- **MATERIALS PROVIDED**
BEGIN

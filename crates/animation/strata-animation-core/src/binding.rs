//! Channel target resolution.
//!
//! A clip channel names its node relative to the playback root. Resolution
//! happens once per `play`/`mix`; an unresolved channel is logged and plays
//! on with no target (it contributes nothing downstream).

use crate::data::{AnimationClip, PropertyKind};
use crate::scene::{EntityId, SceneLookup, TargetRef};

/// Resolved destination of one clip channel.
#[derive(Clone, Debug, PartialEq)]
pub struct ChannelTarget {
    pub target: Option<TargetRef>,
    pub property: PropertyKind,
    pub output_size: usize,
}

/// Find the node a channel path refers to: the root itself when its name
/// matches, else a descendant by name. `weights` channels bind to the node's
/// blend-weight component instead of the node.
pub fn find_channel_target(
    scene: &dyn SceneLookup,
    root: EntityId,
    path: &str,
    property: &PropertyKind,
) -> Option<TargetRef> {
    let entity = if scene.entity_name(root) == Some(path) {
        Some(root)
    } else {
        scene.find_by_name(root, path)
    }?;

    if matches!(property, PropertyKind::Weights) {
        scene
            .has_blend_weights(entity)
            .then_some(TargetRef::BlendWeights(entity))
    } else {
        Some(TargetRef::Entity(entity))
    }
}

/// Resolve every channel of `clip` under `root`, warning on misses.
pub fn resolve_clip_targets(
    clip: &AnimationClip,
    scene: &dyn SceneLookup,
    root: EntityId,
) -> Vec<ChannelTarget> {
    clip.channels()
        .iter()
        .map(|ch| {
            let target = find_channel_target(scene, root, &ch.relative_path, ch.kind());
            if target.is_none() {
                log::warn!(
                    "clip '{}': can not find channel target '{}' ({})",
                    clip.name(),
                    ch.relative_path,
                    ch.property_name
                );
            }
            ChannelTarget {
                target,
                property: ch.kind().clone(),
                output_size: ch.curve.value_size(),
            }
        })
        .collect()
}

END

- **TO DO**
As you read the records above, find each line that contains "node" and copy it.

- **RESPONSE**
//! A clip channel names its node relative to the playback root. Resolution
/// Find the node a channel path refers to: the root itself when its name
/// matches, else a descendant by name. `weights` channels bind to the node's
/// blend-weight component instead of the node.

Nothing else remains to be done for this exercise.